Daniel Phillip Wood (May 21, 1946 – May 7, 2020) was an American collegiate and professional soccer coach. He was also a professional golfer who was the top money winner on the 1996 Senior Series Golf Tour.

==Youth==
Wood was born in Elmira, New York and graduated from Ithaca High School in 1964. An outstanding athlete, he was inducted into the school's hall of fame in 2004. He grew up in New York State and attended Lehigh University in Bethlehem, Pennsylvania for three semesters where he was a three sport (soccer, baseball and basketball) letterman. He transferred to Tufts University in 1966 and earned his bachelor's degree in sociology in 1968. While at Tufts, he was also elected to Phi Beta Kappa and was magna cum laude. Wood was the captain of the Tuft’s 1968 baseball team and also lettered in soccer, basketball and football (placekicker.) He was awarded an NCAA Postgraduate Scholarship to study at Cornell University, where he became the soccer and tennis coach and earned a PhD in Education in 1977.

==Soccer coach==
Over his five years as the Cornell Big Red coach, he took the soccer team to a 52–20–6 record and five NCAA post season appearances. In 1972, Cornell reached the NCAA Final Four where it fell to UCLA. Wood is also famous for recruiting future United States national team coach Bruce Arena, who was playing on the Big Red lacrosse team, into the men’s soccer team after injuries decimated the team’s goalkeeper corps. In December 1975, Wood resigned from Cornell to pursue a professional career. In 1976, Booth Gardner, owner of the expansion American Soccer League (ASL) franchise Tacoma Tides, hired Wood as the team’s first, and only, head coach. Despite being in its first year, Wood took the team to second place in the Western Division and a berth in the ASL semifinals where the team lost to the eventual champion Los Angeles Skyhawks. When the Tides folded at the end of the 1976 season, Wood returned to Cornell to finish his doctorate in education in 1977 and then moved to the Colorado Caribous of North American Soccer League (NASL) as the assistant coach. Wood was promoted to head coach for the last month of the 1978 season, but was unable to replicate his success at Cornell and Tacoma as the Caribous went 8–22 and well out of playoff contention. At the end of the season, the team moved to Atlanta, Georgia, becoming the Atlanta Chiefs. Despite his lack of success with the Caribous, Wood was retained by the team management in the move and served for two years as the Chiefs’ head coach. In 1980, he brought David Chadwick, his former Tides assistant coach, in as a joint head coach. When Wood left the Chiefs during the 1980 season, Chadwick replaced him as head coach. In 1984, Wood was the assistant head coach under Chadwick with the Minnesota Strikers, the last year of the NASL.

==Golf==
Wood, who was an outstanding amateur golfer through all his years as a coach, turned professional in 1980. He entered the club pro ranks in 1985 after several years of competition on various Florida mini-tours. He attained full PGA membership in 1988 and he tied for second in the 1988 North Florida PGA Section Championship, qualified for the 1992 PGA Championship at Bellerive Country Club in St. Louis, and won the Florida PGA Open in 1995. In 1996, he was the top money winner on the Senior Series Golf Tour and earned his card on the Senior PGA Tour. He played the Senior PGA Tour full-time starting in 1997 and in 1998, he had several top-10 finishes, including a tie for seventh at the U.S. Senior Open, one of 52 events that he played on the Senior PGA Tour. In 1998, he led the Senior PGA Tour in eagles and achieved an all-around statistical ranking of 16th among all Senior Tour players.
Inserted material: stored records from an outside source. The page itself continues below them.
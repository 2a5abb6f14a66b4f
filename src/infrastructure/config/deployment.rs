//! Deployment address book.
//!
//! Contract addresses are written by the deploy tooling into two JSON files
//! keyed by network name:
//!
//! ```json
//! // base file
//! { "KeeperHelper": { "sepolia": { "address": "0x.." } },
//!   "BAYC":         { "sepolia": { "address": "0x.." } } }
//!
//! // market file
//! { "OptionToken": { "sepolia": { "BAYC": "0x.." } } }
//! ```
//!
//! Explicit addresses in the TOML config win over the book. Anything still
//! missing resolves to `None` and fails with `CollaboratorNotDeployed` when
//! first used, except a market's collection, which is its identity and must
//! resolve at load time.

use std::collections::HashMap;
use std::fs;
use std::path::{Path, PathBuf};

use alloy_primitives::Address;
use serde::Deserialize;

use super::settings::Config;
use crate::domain::{ContractAddresses, Market};
use crate::error::{ConfigError, Result};

const KEEPER_HELPER: &str = "KeeperHelper";
const RISK_CACHE: &str = "AssetRiskCache";
const VAULT: &str = "Vault";
const OPTION_TOKEN: &str = "OptionToken";

/// `[deployment]` section.
#[derive(Debug, Clone, Deserialize)]
pub struct DeploymentConfig {
    /// Base contracts and collections.
    pub base_file: PathBuf,
    /// Per-market option tokens.
    #[serde(default)]
    pub market_file: Option<PathBuf>,
}

#[derive(Debug, Deserialize)]
struct Entry {
    address: Option<Address>,
}

/// Parsed address book files.
#[derive(Debug, Default)]
pub struct AddressBook {
    base: HashMap<String, HashMap<String, Entry>>,
    market: HashMap<String, HashMap<String, HashMap<String, Address>>>,
}

impl AddressBook {
    /// Load the files named in `config`.
    ///
    /// # Errors
    ///
    /// Returns [`ConfigError::AddressBook`] if a file cannot be read or parsed.
    pub fn load(config: &DeploymentConfig) -> Result<Self> {
        let base = read_json(&config.base_file)?;
        let market = match &config.market_file {
            Some(path) => read_json(path)?,
            None => HashMap::new(),
        };
        Ok(Self { base, market })
    }

    /// Parse address book contents directly.
    ///
    /// # Errors
    ///
    /// Returns [`ConfigError::AddressBook`] on malformed JSON.
    pub fn from_json(base: &str, market: &str) -> Result<Self> {
        Ok(Self {
            base: parse_json("<base>", base)?,
            market: parse_json("<market>", market)?,
        })
    }

    /// Address of a base contract or collection on `network`.
    #[must_use]
    pub fn address(&self, network: &str, name: &str) -> Option<Address> {
        self.base
            .get(name)
            .and_then(|networks| networks.get(network))
            .and_then(|entry| entry.address)
    }

    /// Option token of `market` on `network`.
    #[must_use]
    pub fn option_token(&self, network: &str, market: &str) -> Option<Address> {
        self.market
            .get(OPTION_TOKEN)
            .and_then(|networks| networks.get(network))
            .and_then(|markets| markets.get(market))
            .copied()
    }
}

fn read_json<T: for<'de> Deserialize<'de>>(path: &Path) -> Result<T> {
    let display = path.display().to_string();
    let content = fs::read_to_string(path).map_err(|e| ConfigError::AddressBook {
        path: display.clone(),
        reason: e.to_string(),
    })?;
    parse_json(&display, &content)
}

fn parse_json<T: for<'de> Deserialize<'de>>(path: &str, content: &str) -> Result<T> {
    serde_json::from_str(content).map_err(|e| {
        ConfigError::AddressBook {
            path: path.to_string(),
            reason: e.to_string(),
        }
        .into()
    })
}

/// Everything the keeper needs to know about the deployed protocol.
#[derive(Debug, Clone)]
pub struct Deployment {
    /// Global collaborators.
    pub addresses: ContractAddresses,
    /// Markets in configured order.
    pub markets: Vec<Market>,
}

impl Deployment {
    /// Resolve addresses from the config, falling back to the address book.
    ///
    /// # Errors
    ///
    /// Fails when the address book cannot be loaded or a market's collection
    /// address is unknown.
    pub fn resolve(config: &Config) -> Result<Self> {
        let book = match &config.deployment {
            Some(deployment) => AddressBook::load(deployment)?,
            None => AddressBook::default(),
        };
        Self::resolve_with(config, &book)
    }

    /// Resolve against an already loaded address book.
    ///
    /// # Errors
    ///
    /// Fails when a market's collection address is unknown.
    pub fn resolve_with(config: &Config, book: &AddressBook) -> Result<Self> {
        let network = config.network.name.as_str();
        let contracts = &config.contracts;
        let addresses = ContractAddresses {
            keeper_helper: contracts
                .keeper_helper
                .or_else(|| book.address(network, KEEPER_HELPER)),
            risk_cache: contracts
                .risk_cache
                .or_else(|| book.address(network, RISK_CACHE)),
            vault: contracts.vault.or_else(|| book.address(network, VAULT)),
        };

        let markets = config
            .markets
            .iter()
            .map(|m| {
                let collection = m
                    .collection
                    .or_else(|| book.address(network, &m.name))
                    .ok_or_else(|| ConfigError::InvalidValue {
                        field: "markets.collection",
                        reason: format!("no collection address for market {}", m.name),
                    })?;
                let option_token = m
                    .option_token
                    .or_else(|| book.option_token(network, &m.name));
                Ok(Market::new(m.name.as_str(), collection, m.weight, option_token))
            })
            .collect::<Result<Vec<_>>>()?;

        Ok(Self { addresses, markets })
    }
}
Wood was the golf director and managing owner of the Winter Springs (Florida) Golf Club from 1985–1998. He was the women's golf head coach at Ithaca College (New York) until 2015, where he was assisted by his wife Sandra whom he married in 1986 and who was the Women's Club Champion at both the Cornell University Golf Club, the Orange Tree (Florida) Golf Club and the PGA Golf Club in Port St. Lucie, Florida.

==Death==
Wood died on May 7, 2020.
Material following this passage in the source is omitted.